Lawyers: 10 Steps to Overcome Procrastination

Procrastination can be caused by depression. These depressed feelings can have the lawyer try to be perfect. Nothing is ever good enough.

Between depression and perfection, a lawyer can become paralyzed and unable to make any progress.

The legal profession has constant deadlines. When an individual delays or puts off an important task, it causes undue stress and anxiety.

Meet Mason

Mason had problems procrastinating. He worked for a prestigious law firm. He had a heavy caseload and always felt like he worked in a pressure cooker. He was feeling depressed and overwhelmed.

He says, “I’ll know that I have an important task and a deadline. But I find myself getting distracted, allowing myself to do easier things. I get lost in my emails and social media.

All the while, I feel as if I have a lump in my chest. Dread and anxiety overcome me whenever I go into the office.

I may not be sure how to approach a case. I’ll work it out in my head without taking any concrete action to meet the deadline. Before I realize it, the deadline is near, and all I have are my thoughts. I haven’t written anything down. My mind freezes as I scramble for answers.

Whenever Mason waited until the last minute, it made his staff work late to meet his deadline. Mason’s bad habit affected the morale of the employees in his section of the firm.

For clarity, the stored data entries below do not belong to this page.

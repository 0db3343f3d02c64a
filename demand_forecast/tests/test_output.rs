use chrono::NaiveDate;
use demand_forecast::output::{FORECAST_QUARTER_COLUMN, FORECAST_VOLUME_COLUMN};
use demand_forecast::{ForecastError, ForecastTable};
use pretty_assertions::assert_eq;

fn date(y: i32, m: u32, d: u32) -> NaiveDate {
    NaiveDate::from_ymd_opt(y, m, d).unwrap()
}

fn create_table() -> ForecastTable {
    ForecastTable::new(
        "05",
        vec![date(2022, 10, 1), date(2023, 1, 1), date(2023, 4, 1)],
        vec![18812.345678901, 18790.5, 0.1 + 0.2],
    )
    .unwrap()
}

#[test]
fn test_csv_layout() {
    let csv = create_table().to_csv_string().unwrap();
    let lines: Vec<&str> = csv.lines().collect();

    assert_eq!(lines[0], "forecast_quarter,forecast_volume");
    assert_eq!(lines[2], "2023-01-01,18790.5");
    assert_eq!(lines.len(), 4);
}

#[test]
fn test_csv_round_trip() {
    let table = create_table();
    let csv = table.to_csv_string().unwrap();

    let parsed = ForecastTable::from_csv_reader("05", csv.as_bytes()).unwrap();

    assert_eq!(parsed.series(), table.series());
    assert_eq!(parsed, table);
}

#[test]
fn test_csv_with_unexpected_header() {
    let csv = "ds,yhat\n2022-10-01,1.0\n";
    let err = ForecastTable::from_csv_reader("05", csv.as_bytes()).unwrap_err();
    assert!(matches!(err, ForecastError::CsvError(_)));
}

#[test]
fn test_mismatched_lengths() {
    let result = ForecastTable::new("01", vec![date(2022, 10, 1)], vec![1.0, 2.0]);
    assert!(result.is_err());
}

#[test]
fn test_export_file_name() {
    assert_eq!(create_table().export_file_name(), "forecast_coicop_05.csv");
}

#[test]
fn test_to_dataframe() {
    let df = create_table().to_dataframe().unwrap();

    assert_eq!(df.height(), 3);
    assert_eq!(
        df.get_column_names(),
        vec![FORECAST_QUARTER_COLUMN, FORECAST_VOLUME_COLUMN]
    );
}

Mason reasoned that everyone worked better under pressure. When I spoke with him, I discussed with him how this additional stress affected his and his staff’s mental, physical, and emotional health.

Mason,” I said, “it is like your staff comes into the office and begin to work, and then suddenly the rug is pulled out from beneath them. They never know what to expect. They are unable to gauge their workloads because you constantly ask them to meet your last-minute deadlines. Now everyone is behind on the other work that they had planned.”

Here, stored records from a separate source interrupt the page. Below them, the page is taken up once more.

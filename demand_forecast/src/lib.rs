//! # Demand Forecast
//!
//! Quarterly retail demand forecasting per COICOP category with pre-fitted
//! models.
//!
//! ## Features
//!
//! - Upload validation (CSV or polars DataFrame) with fail-fast column checks
//! - One fitted model per parent category, loaded from a model directory
//! - Future covariate frames built by carrying the last observation forward
//! - Per-category isolation: a missing or broken model only affects its category
//! - Forecast tables exportable as CSV and as plottable series
//!
//! ## Quick Start
//!
//! ```no_run
//! use demand_forecast::{FileModelRegistry, ForecastConfig, ForecastPipeline};
//!
//! let config = ForecastConfig::default().with_model_dir("saved_models");
//! let registry = FileModelRegistry::from_config(&config);
//! let pipeline = ForecastPipeline::new(config, registry)?;
//!
//! let report = pipeline.run_csv("upload.csv", 4)?;
//! for (code, outcome) in report.outcomes() {
//!     match outcome {
//!         Ok(table) => println!("{}: {:?}", code, table.series()),
//!         Err(e) => eprintln!("{}", e),
//!     }
//! }
//! # Ok::<(), demand_forecast::ForecastError>(())
//! ```

pub mod config;
pub mod data;
pub mod engine;
pub mod error;
pub mod frame;
pub mod models;
pub mod output;
pub mod pipeline;
pub mod registry;

// Re-export commonly used types
pub use crate::config::{ColumnNames, ForecastConfig};
pub use crate::data::{DataLoader, Observation, ObservationTable};
pub use crate::error::{ForecastError, Result};
pub use crate::frame::{build_future_frame, FutureFrame, FutureRow};
pub use crate::models::{ModelArtifact, Predictor};
pub use crate::output::{ForecastRecord, ForecastTable};
pub use crate::pipeline::{ForecastPipeline, PipelineReport};
pub use crate::registry::{FileModelRegistry, ModelRegistry};
pub use retail_calendar::{parent_of, QuarterAnchor};

// Version information
pub const VERSION: &str = env!("CARGO_PKG_VERSION");
pub const NAME: &str = env!("CARGO_PKG_NAME");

Mason Overcomes Procrastination in His Law Practice

Mason had enough of this, and his headaches and indigestion were enough to motivate him to change.

Mason decided to curb his procrastination habit. Here is how we began.

  1. We began a “TO DO LIST” with only five items on it each day.
  2. He had to go over all of his caseloads and note key dates that required his immediate attention.
  3. He calendared all deadlines.
  4. He put his cases in order of deadlines and importance.
  5. He updated his caseloads in the firm’s management system.
  6. We began a morning routine with emails, administrative tasks, and projects outside of his caseload.
  7. He broke down each case into manageable tasks and listed each task and to whom he had assigned it to.
  8. He recruited and began to delegate work at the beginning of the case, and we created a follow-up system to stay on top of the work others were doing for him.
  9. We began an accountability system, and I was able to help him to monitor his progress.
  10. We established a reasonable time to end his day to help him come into the office refreshed the next day.

His depression and anxiety lifted. He also let go of his need for perfection and left the office at a decent hour. Mason felt healthier, began to take a daily walk finding a renewed enthusiasm for his law practice.